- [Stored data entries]
• • • • • • •
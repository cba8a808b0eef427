//! API handlers
//!
//! Author: hephaex@gmail.com

pub mod auth;
pub mod bookings;
pub mod health;
pub mod reviews;
pub mod session;
pub mod tours;
pub mod users;

use axum::{response::IntoResponse, Json};
use utoipa::{
    openapi::security::{HttpAuthScheme, HttpBuilder, SecurityScheme},
    Modify, OpenApi,
};

/// OpenAPI document for every service
#[derive(OpenApi)]
#[openapi(
    info(
        title = "Tourbook API",
        description = "Gateway, auth/user, tour, booking and review services"
    ),
    paths(
        health::health_check,
        auth::register_handler,
        auth::login_handler,
        auth::refresh_handler,
        auth::logout_handler,
        auth::me_handler,
        users::get_user_handler,
        users::list_users_handler,
        users::update_user_handler,
        tours::get_tour_handler,
        tours::create_tour_handler,
        bookings::create_booking_handler,
        bookings::get_booking_handler,
        bookings::list_bookings_handler,
        reviews::create_review_handler,
        reviews::list_reviews_handler,
        session::session_handler,
    ),
    components(schemas(
        health::HealthResponse,
        crate::error::ApiError,
        crate::auth::UserView,
        crate::auth::RegisterRequest,
        crate::auth::LoginRequest,
        crate::auth::LoginResponse,
        crate::auth::RefreshRequest,
        crate::auth::RefreshResponse,
        crate::auth::UpdateAccountRequest,
        crate::tours::Tour,
        crate::tours::CreateTourRequest,
        crate::bookings::Booking,
        crate::bookings::CreateBookingRequest,
        crate::reviews::Review,
        crate::reviews::CreateReviewRequest,
    )),
    modifiers(&SecurityAddon),
    tags(
        (name = "health", description = "Liveness"),
        (name = "auth", description = "Registration, login and session tokens"),
        (name = "users", description = "User lookup and account management"),
        (name = "tours", description = "Tour catalog"),
        (name = "bookings", description = "Tour bookings"),
        (name = "reviews", description = "Tour reviews"),
        (name = "gateway", description = "Gateway-local endpoints"),
    )
)]
pub struct ApiDoc;

struct SecurityAddon;

impl Modify for SecurityAddon {
    fn modify(&self, openapi: &mut utoipa::openapi::OpenApi) {
        if let Some(components) = openapi.components.as_mut() {
            components.add_security_scheme(
                "bearer_auth",
                SecurityScheme::Http(
                    HttpBuilder::new()
                        .scheme(HttpAuthScheme::Bearer)
                        .bearer_format("JWT")
                        .build(),
                ),
            );
        }
    }
}

/// `GET /api-docs/openapi.json`
pub async fn openapi_json() -> impl IntoResponse {
    Json(ApiDoc::openapi())
}
//! Health check handlers
//!
//! Author: hephaex@gmail.com

use axum::{response::IntoResponse, Json};
use serde::Serialize;
use utoipa::ToSchema;

/// Health check response
#[derive(Serialize, ToSchema)]
pub struct HealthResponse {
    pub status: String,
    pub version: String,
    pub name: String,
}

/// Liveness check; served by every service
#[utoipa::path(
    get,
    path = "/health",
    tag = "health",
    responses(
        (status = 200, description = "Service is alive", body = HealthResponse)
    )
)]
pub async fn health_check() -> impl IntoResponse {
    Json(HealthResponse {
        status: "ok".to_string(),
        version: env!("CARGO_PKG_VERSION").to_string(),
        name: env!("CARGO_PKG_NAME").to_string(),
    })
}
• • • • • • •
- [ASSIGNMENT] Throughout the records above, find the lines in which the word "async" appears and return them.

- [EXERCISE OUTPUT]
pub async fn openapi_json() -> impl IntoResponse {
pub async fn health_check() -> impl IntoResponse {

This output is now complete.